None of us want to be sick, be obliged to take our medicine. But we are also creatures who love habit and ritual, and medical treatment is a very structured exercise that plays to that craving.
When I had radiation for about two months last winter, it began to feel as familiar as a job. I knew the names of the hospital parking attendants and the receptionists. The nurses, doctors and therapists all smiled and said hello, and I did the same.
Each day I arrived at radiation oncology, checked in, got my hospital bracelet, changed into a drafty gown, then waited with my fellow patients — my colleagues in cancer — to be treated. Once a week, my weight, blood pressure and temperature were taken and I met with my radiation oncologist. I had become a regular at the radiation spa, had even learned to artfully jiggle the key in the stubborn locker doors.
Then it was over.
Which is a good thing. But even though it was a relief to be done with the radiation, it still felt like getting fired or laid off. For two months I was the subject of intense attention by the medical staff. And there was the professional yet intimate laying on of hands each day as I was positioned just so in the TomoTherapy machine.
For 33 sessions, it seemed then, radiation oncology and I were infatuated with each other. But as I got dressed after that last session and then made my final goodbyes, suddenly we were “just friends.” And there was no shortage of patients to take my place.
We patients know that not having treatment is a sign of progress. But sometimes having treatment, doing something, is easier than the uncertainty, than the waiting. It’s like being stuck in a traffic jam and taking the first exit that comes up just to keep moving. When treatment ends, it’s just you and your mutinous body warily thrown back on each other.
I noticed a similar letdown when I returned to work late last summer after my radical open prostatectomy in July.
For seven weeks, my only goal was to recover from surgery. My days were measured in naps and in languid laps around the block, in Percocets and the draining of my catheter. The world’s worries were not my worries. If I couldn’t see it out my bedroom window, it didn’t concern me.
And because I was recovering from cancer surgery, and because I already knew that I would need additional treatment once I healed from the operation, I reveled in the most minute of details: the black pads of my dog’s feet as smooth as a baseball glove, the wet-cellar smell of a vintage science fiction paperback, fireflies winking and waning at dusk.
Pierced by a keen sense of my own mortality, I was much more interested in discerning the small miracles embedded in each moment than I was in catching the 9:03 Midtown Direct to Penn Station. And there was a part of me that was disappointed when the time came to once again catch that city-bound train.
Don’t get me wrong. I was glad I felt well enough to return to work, glad that I felt strong enough to navigate the hurly-burly of New York City. But in returning to work, I was also trading in a certain depth of perception. Cancer and surgery had slowed me down, made me look and listen, smell and touch with the eagerness of an explorer entering uncharted territory. Midtown Manhattan doesn’t quite encourage that kind of dawdling.
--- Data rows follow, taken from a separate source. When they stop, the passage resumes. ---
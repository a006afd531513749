use crate::core::quantum::{split_kappa, write_subshell_label};
use serde::Deserialize;
use std::fmt;

/// A subshell with a fractional occupation.
#[derive(Debug, Clone, Copy, PartialEq)]
pub struct AverageShell {
    n: u32,
    kappa: i32,
    nq: f64,
}

impl AverageShell {
    pub fn n(&self) -> u32 {
        self.n
    }

    pub fn kappa(&self) -> i32 {
        self.kappa
    }

    pub fn nq(&self) -> f64 {
        self.nq
    }

    pub fn j2(&self) -> u32 {
        split_kappa(self.kappa).0
    }

    pub fn l(&self) -> u32 {
        split_kappa(self.kappa).1
    }
}

impl fmt::Display for AverageShell {
    fn fmt(&self, f: &mut fmt::Formatter<'_>) -> fmt::Result {
        write_subshell_label(f, self.n, self.kappa)?;
        write!(f, "({:.4})", self.nq)
    }
}

/// The mean configuration that determines a single central potential.
///
/// Occupations are weighted averages over the contributing configurations
/// and are never coupled.
#[derive(Debug, Clone, PartialEq, Default)]
pub struct AverageConfig {
    n_cfgs: usize,
    shells: Vec<AverageShell>,
}

impl AverageConfig {
    pub fn new() -> Self {
        Self::default()
    }

    /// Number of configurations that contributed to the average.
    pub fn n_cfgs(&self) -> usize {
        self.n_cfgs
    }

    pub fn shells(&self) -> &[AverageShell] {
        &self.shells
    }

    pub fn n_electrons(&self) -> f64 {
        self.shells.iter().map(AverageShell::nq).sum()
    }

    pub fn occupation(&self, n: u32, kappa: i32) -> Option<f64> {
        self.shells
            .iter()
            .find(|s| s.n == n && s.kappa == kappa)
            .map(AverageShell::nq)
    }

    /// Adds `nq` electrons to subshell `(n, κ)`. The caller guarantees the
    /// pair is valid.
    pub(crate) fn accumulate(&mut self, n: u32, kappa: i32, nq: f64) {
        if nq <= 0.0 {
            return;
        }
        match self
            .shells
            .iter_mut()
            .find(|s| s.n == n && s.kappa == kappa)
        {
            Some(shell) => shell.nq += nq,
            None => self.shells.push(AverageShell { n, kappa, nq }),
        }
    }

    /// Adds `nq` electrons to shell `nl`, shared between its `j` branches in
    /// proportion to their degeneracies `2j + 1`.
    pub(crate) fn accumulate_nl(&mut self, n: u32, l: u32, nq: f64) {
        if l == 0 {
            self.accumulate(n, -1, nq);
            return;
        }
        let total = f64::from(4 * l + 2);
        self.accumulate(n, l as i32, nq * f64::from(2 * l) / total);
        self.accumulate(n, -(l as i32) - 1, nq * f64::from(2 * l + 2) / total);
    }

    pub(crate) fn add_contributors(&mut self, count: usize) {
        self.n_cfgs += count;
    }

    /// Orders the shells outermost first, like [`super::config::Config`].
    pub(crate) fn finish(&mut self) {
        self.shells.sort_by(|a, b| {
            (b.n, b.l(), b.j2())
                .cmp(&(a.n, a.l(), a.j2()))
        });
    }
}

/// One entry of a group mixture used to build an [`AverageConfig`].
#[derive(Debug, Deserialize, Clone, PartialEq)]
#[serde(deny_unknown_fields)]
pub struct GroupWeight {
    pub group: String,
    pub weight: f64,
}

/// Extra screening charge placed in the `orbital` subshells of each listed
/// principal quantum number.
#[derive(Debug, Deserialize, Clone, PartialEq)]
#[serde(deny_unknown_fields)]
pub struct Screening {
    pub n: Vec<u32>,
    pub orbital: char,
    pub charge: f64,
}
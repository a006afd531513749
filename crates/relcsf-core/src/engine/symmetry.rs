use super::blocks::push_in_blocks;
use super::error::EngineError;
use crate::core::models::config::Config;
use crate::core::models::ids::{GroupId, StateRef, SymmetryIndex};
use crate::core::models::state::BasisState;
use crate::core::quantum::{Parity, format_j};
use std::fmt;

/// Dense index of the `(parity, 2J)` class: `2·(2J) + parity`.
pub fn encode_pj(parity: Parity, j2: u32) -> usize {
    2 * j2 as usize + parity.bit()
}

pub fn decode_pj(index: usize) -> (Parity, u32) {
    (Parity::from_bit(index % 2), (index / 2) as u32)
}

/// All basis states sharing one parity and total `J`, in insertion order.
#[derive(Debug, Clone, PartialEq)]
pub struct Symmetry {
    parity: Parity,
    j2: u32,
    states: Vec<BasisState>,
}

impl Symmetry {
    fn new(index: usize) -> Self {
        let (parity, j2) = decode_pj(index);
        Self {
            parity,
            j2,
            states: Vec::new(),
        }
    }

    pub fn parity(&self) -> Parity {
        self.parity
    }

    /// Doubled total angular momentum of the class.
    pub fn j2(&self) -> u32 {
        self.j2
    }

    pub fn index(&self) -> SymmetryIndex {
        SymmetryIndex::new(encode_pj(self.parity, self.j2))
    }

    pub fn states(&self) -> &[BasisState] {
        &self.states
    }

    pub fn state(&self, index: usize) -> Option<&BasisState> {
        self.states.get(index)
    }

    pub fn len(&self) -> usize {
        self.states.len()
    }

    pub fn is_empty(&self) -> bool {
        self.states.is_empty()
    }
}

impl fmt::Display for Symmetry {
    fn fmt(&self, f: &mut fmt::Formatter<'_>) -> fmt::Result {
        write!(f, "J = {}{}", format_j(self.j2), self.parity)
    }
}

/// Bounded table of symmetry classes, created on first use.
#[derive(Debug, Clone)]
pub struct SymmetryTable {
    classes: Vec<Symmetry>,
    capacity: usize,
    states_block: usize,
}

impl SymmetryTable {
    pub fn new(capacity: usize, states_block: usize) -> Self {
        Self {
            classes: Vec::new(),
            capacity,
            states_block,
        }
    }

    pub fn capacity(&self) -> usize {
        self.capacity
    }

    /// Index of the `(parity, 2J)` class, checked against the capacity.
    pub fn index_for(&self, parity: Parity, j2: u32) -> Result<SymmetryIndex, EngineError> {
        let index = encode_pj(parity, j2);
        if index >= self.capacity {
            return Err(EngineError::SymmetryOutOfRange {
                index,
                j2,
                capacity: self.capacity,
            });
        }
        Ok(SymmetryIndex::new(index))
    }

    /// Appends `state` to the `(parity, 2J)` class.
    pub fn add_state(
        &mut self,
        state: BasisState,
        parity: Parity,
        j2: u32,
    ) -> Result<StateRef, EngineError> {
        let index = self.index_for(parity, j2)?;
        Ok(self.push(index, state))
    }

    /// Checks that every CSF of `config` falls inside the table.
    pub fn check_config(&self, config: &Config) -> Result<(), EngineError> {
        let parity = config.parity();
        for i in 0..config.n_csfs() {
            if let Some(j2) = config.total_j(i) {
                self.index_for(parity, j2)?;
            }
        }
        Ok(())
    }

    /// Registers one native state per CSF of `config`, stored at position
    /// `config_index` of `group`. Nothing is inserted if any CSF falls
    /// outside the table.
    pub fn add_config(
        &mut self,
        group: GroupId,
        config_index: usize,
        config: &Config,
    ) -> Result<Vec<StateRef>, EngineError> {
        self.check_config(config)?;
        let parity = config.parity();
        let mut refs = Vec::with_capacity(config.n_csfs());
        for (csf, states) in config.csfs().enumerate() {
            let Some(outer) = states.first() else {
                continue;
            };
            let index = self.index_for(parity, outer.total_j())?;
            refs.push(self.push(
                index,
                BasisState::native(group, config_index, csf),
            ));
        }
        Ok(refs)
    }

    fn push(&mut self, index: SymmetryIndex, state: BasisState) -> StateRef {
        let i = index.index();
        if self.classes.len() <= i {
            let start = self.classes.len();
            self.classes.extend((start..=i).map(Symmetry::new));
        }
        let class = &mut self.classes[i];
        push_in_blocks(&mut class.states, state, self.states_block);
        StateRef::new(index, class.states.len() - 1)
    }

    pub fn symmetry(&self, index: SymmetryIndex) -> Option<&Symmetry> {
        self.classes.get(index.index())
    }

    pub fn state(&self, state: StateRef) -> Option<&BasisState> {
        self.symmetry(state.symmetry)?.state(state.index)
    }

    pub fn n_states(&self, index: SymmetryIndex) -> usize {
        self.symmetry(index).map_or(0, Symmetry::len)
    }

    pub fn total_states(&self) -> usize {
        self.classes.iter().map(Symmetry::len).sum()
    }

    /// Populated classes in index order.
    pub fn iter(&self) -> impl Iterator<Item = &Symmetry> {
        self.classes.iter().filter(|c| !c.is_empty())
    }

    pub fn clear(&mut self) {
        self.classes.clear();
    }
}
These days — four months out from my last hormone treatment and five months from my last radiation session — I don’t feel so much let down anymore as a bit confused about how to refer to the status of my health.
I am still a cancer patient, still being monitored. I might even still have cancer, but then again I might not. One day I’m a patient, and maybe the next I’m not. And on that day, I guarantee you, I won’t feel let down at all.
Dana Jennings is a reporter and editor at The New York Times. His postings on coping with prostate cancer appear each week at nytimes.com/well.